Since it seemed the only way to get out of their present situation the Australians were certainly ‘spoiling for a fight’, but their spirits were not so high as the visitor assumed. The Anzacs made no bones about the fact that they were fed up. Perspiring in the baking heat, with frequent, unwelcome visitations of dysentery, with a monotonous thirst-provoking diet of bully beef and biscuits enlivened occasionally by tough unsavoury stew, and with no rest to look forward to but the weary toil of fatigues, it was hardly astonishing that they were sick of the peninsula and sick to death of the war. It was not what they had bargained for.
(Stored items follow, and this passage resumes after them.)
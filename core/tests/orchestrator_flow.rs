mod common;

use std::collections::BTreeMap;
use std::sync::mpsc;
use std::sync::{Arc, Mutex};

use runmap_core::error::Result;
use runmap_core::{
    AnalysisConfig, AnalysisError, InMemoryLabelStore, InMemoryMetadataStore, MetadataStore,
    Orchestrator, RawSession, SessionEvent, SessionId, SessionMeta, SessionSource,
    StaticSessionSource,
};

use common::{fixture_sessions, reference_session};

/// Kilde som kan holde igjen ett kall til testen slipper det.
struct GatedSource {
    sessions: Vec<RawSession>,
    gate: Mutex<Option<(mpsc::Sender<()>, mpsc::Receiver<()>)>>,
}

impl SessionSource for GatedSource {
    fn fetch_sessions(&self) -> Result<Vec<RawSession>> {
        let armed = self.gate.lock().unwrap().take();
        if let Some((entered, release)) = armed {
            entered.send(()).unwrap();
            release.recv().unwrap();
        }
        Ok(self.sessions.clone())
    }
}

/// Metadatalager der ett `all()`-kall leser verdiene og så venter på testen.
struct GatedMetadata {
    inner: InMemoryMetadataStore,
    gate: Mutex<Option<(mpsc::Sender<()>, mpsc::Receiver<()>)>>,
}

impl MetadataStore for GatedMetadata {
    fn get(&self, id: SessionId) -> Result<SessionMeta> {
        self.inner.get(id)
    }

    fn set(&self, id: SessionId, meta: SessionMeta) -> Result<()> {
        self.inner.set(id, meta)
    }

    fn all(&self) -> Result<BTreeMap<SessionId, SessionMeta>> {
        let snapshot = self.inner.all()?;
        let armed = self.gate.lock().unwrap().take();
        if let Some((entered, release)) = armed {
            entered.send(()).unwrap();
            release.recv().unwrap();
        }
        Ok(snapshot)
    }
}

fn orchestrator_with(source: Arc<dyn SessionSource>, cfg: AnalysisConfig) -> Orchestrator {
    Orchestrator::new(
        source,
        Arc::new(InMemoryMetadataStore::new()),
        Arc::new(InMemoryLabelStore::new()),
        cfg,
    )
    .unwrap()
}

#[test]
fn newer_trigger_supersedes_in_flight_recompute() {
    let src = Arc::new(GatedSource { sessions: fixture_sessions(), gate: Mutex::new(None) });
    let orch = Arc::new(orchestrator_with(src.clone(), AnalysisConfig::default()));
    orch.subscribe().unwrap();
    assert_eq!(orch.generation(), 1);

    let (entered_tx, entered_rx) = mpsc::channel();
    let (release_tx, release_rx) = mpsc::channel();
    *src.gate.lock().unwrap() = Some((entered_tx, release_rx));

    let slow = orch.spawn_full_recompute();
    entered_rx.recv().unwrap();

    // Ny trigger mens den første venter på data
    orch.handle_event(SessionEvent::SessionsUpdated).unwrap();
    release_tx.send(()).unwrap();

    let result = slow.join().unwrap();
    assert_eq!(result, Err(AnalysisError::Superseded { generation: 2 }));

    let out = orch.output().unwrap();
    assert!(out.error.is_none(), "forkastet kjøring skal ikke sette error");
    assert_eq!(out.sessions.map(|s| s.len()), Some(24));
    assert_eq!(orch.telemetry().recompute_superseded_total.get(), 1);
    assert_eq!(orch.telemetry().recompute_total.get(), 3);
}

#[test]
fn three_sessions_three_clusters_are_singletons() {
    let sessions = vec![
        reference_session(1, "2024-03-01", 6.0),
        reference_session(2, "2024-03-02", 7.5),
        reference_session(3, "2024-03-03", 6.4),
    ];
    let orch = orchestrator_with(Arc::new(StaticSessionSource::new(sessions)), AnalysisConfig::default());
    orch.subscribe().unwrap();

    let points = orch.output().unwrap().sessions.unwrap();
    let mut clusters: Vec<usize> = points.iter().map(|p| p.cluster).collect();
    clusters.sort_unstable();
    assert_eq!(clusters, vec![0, 1, 2]);
    assert!(points.iter().all(|p| p.distance_to_centroid == 0.0));
}

#[test]
fn fewer_sessions_than_k_fails_closed() {
    let sessions = vec![
        reference_session(1, "2024-03-01", 6.0),
        reference_session(2, "2024-03-02", 7.5),
        reference_session(3, "2024-03-03", 6.4),
    ];
    let cfg = AnalysisConfig { k: 5, ..Default::default() };
    let orch = orchestrator_with(Arc::new(StaticSessionSource::new(sessions)), cfg);

    let err = orch.subscribe().unwrap_err();
    assert_eq!(
        err,
        AnalysisError::DegenerateInput { sessions: 3, required: 5, stage: "clustering" }
    );
    let out = orch.output().unwrap();
    assert!(out.sessions.is_none(), "k skal ikke klemmes ned");
    assert_eq!(out.error, Some(err));
}

#[test]
fn fetch_failure_keeps_stale_output() {
    struct Flaky {
        ok: Mutex<bool>,
    }
    impl SessionSource for Flaky {
        fn fetch_sessions(&self) -> Result<Vec<RawSession>> {
            if *self.ok.lock().unwrap() {
                Ok(fixture_sessions())
            } else {
                Err(AnalysisError::Fetch("upstream 503".into()))
            }
        }
    }

    let src = Arc::new(Flaky { ok: Mutex::new(true) });
    let orch = orchestrator_with(src.clone(), AnalysisConfig::default());
    orch.subscribe().unwrap();
    let before = orch.output().unwrap().sessions.unwrap();

    *src.ok.lock().unwrap() = false;
    let err = orch.handle_event(SessionEvent::SessionsUpdated).unwrap_err();
    assert!(matches!(err, AnalysisError::Fetch(_)));

    let out = orch.output().unwrap();
    assert_eq!(out.sessions.unwrap(), before);
    assert_eq!(out.error, Some(err));

    // Neste vellykkede kjøring fjerner feilen
    *src.ok.lock().unwrap() = true;
    orch.handle_event(SessionEvent::SessionsUpdated).unwrap();
    assert!(orch.output().unwrap().error.is_none());
}

#[test]
fn metadata_change_only_touches_overlay_and_aggregates() {
    let meta = Arc::new(InMemoryMetadataStore::new());
    let orch = Orchestrator::new(
        Arc::new(StaticSessionSource::new(fixture_sessions())),
        meta.clone(),
        Arc::new(InMemoryLabelStore::new()),
        AnalysisConfig::default(),
    )
    .unwrap();
    orch.subscribe().unwrap();
    let before = orch.output().unwrap();

    // Merk alle gode økter som falske positiver: trenden skal falle
    for p in before.sessions.as_ref().unwrap().iter().filter(|p| p.good) {
        meta.set(p.id, SessionMeta { is_false_positive: true, ..Default::default() }).unwrap();
    }
    orch.handle_event(SessionEvent::MetadataUpdated).unwrap();
    let after = orch.output().unwrap();

    let (b, a) = (before.sessions.unwrap(), after.sessions.unwrap());
    for (p, q) in b.iter().zip(a.iter()) {
        assert_eq!((p.x, p.y, p.cluster), (q.x, q.y, q.cluster), "økt {}", p.id);
        assert_eq!(p.descriptor, q.descriptor);
        assert_eq!(q.is_false_positive, p.good);
    }
    assert_eq!(before.centroids, after.centroids);
    assert!(after.trend.unwrap().iter().all(|t| t.ratio == 0.0));
}

#[test]
fn metadata_change_during_full_recompute_is_not_lost() {
    let meta = Arc::new(GatedMetadata { inner: InMemoryMetadataStore::new(), gate: Mutex::new(None) });
    let orch = Arc::new(
        Orchestrator::new(
            Arc::new(StaticSessionSource::new(fixture_sessions())),
            meta.clone(),
            Arc::new(InMemoryLabelStore::new()),
            AnalysisConfig::default(),
        )
        .unwrap(),
    );
    orch.subscribe().unwrap();

    let (entered_tx, entered_rx) = mpsc::channel();
    let (release_tx, release_rx) = mpsc::channel();
    *meta.gate.lock().unwrap() = Some((entered_tx, release_rx));

    // Full kjøring har lest gammel metadata og venter
    let full = orch.spawn_full_recompute();
    entered_rx.recv().unwrap();

    meta.set(5, SessionMeta { is_false_positive: true, ..Default::default() }).unwrap();
    orch.handle_event(SessionEvent::MetadataUpdated).unwrap();
    let flagged = |o: &Orchestrator| {
        o.output().unwrap().sessions.unwrap().iter().find(|p| p.id == 5).unwrap().is_false_positive
    };
    assert!(flagged(orch.as_ref()), "lett omberegning skal vise flagget");

    release_tx.send(()).unwrap();
    full.join().unwrap().unwrap();

    assert!(meta.get(5).unwrap().is_false_positive);
    assert!(flagged(orch.as_ref()), "full kjøring publiserte gammel metadata over ny");
}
Pte. W. Carrol, 21st Bn., AIF.

The war broke out when I was up in Queensland and we were shearing and there were no telephones or wireless in those days and the shearer said, ‘Oh, there’s war. They’re going to have war.’ They all said it wouldn’t last a week. They wanted men to keep Arabs and Turks away from the Suez Canal because it linked England and Australia and New Zealand and China and India and so it was very important to have that channel free with all the food and ammunition and soldiers going backwards and forwards. They wanted Australia to send men – and I was one of the mugs. We all came down from the station, and they said anyone who would like to go to join the Army and go to Egypt to defend the canal was to report to barracks, and there was such a crowd and I didn’t expect to get through. We said it wouldn’t last a week, or two at the most. What fun it would be. That’s what we thought, actually. We were proved to be a lot of suckers.

First of all, I was in the 13th, the Light Horse. Everyone wanted to ride a horse. With sixty pounds on your back, you didn’t get much encouragement to join the infantry! But then they must have had ideas that a horse was no good at digging trenches – you must have infantry, so they had to transfer a lot of us. We were all wishing to go. We thought, ‘The war will be over before we get there.’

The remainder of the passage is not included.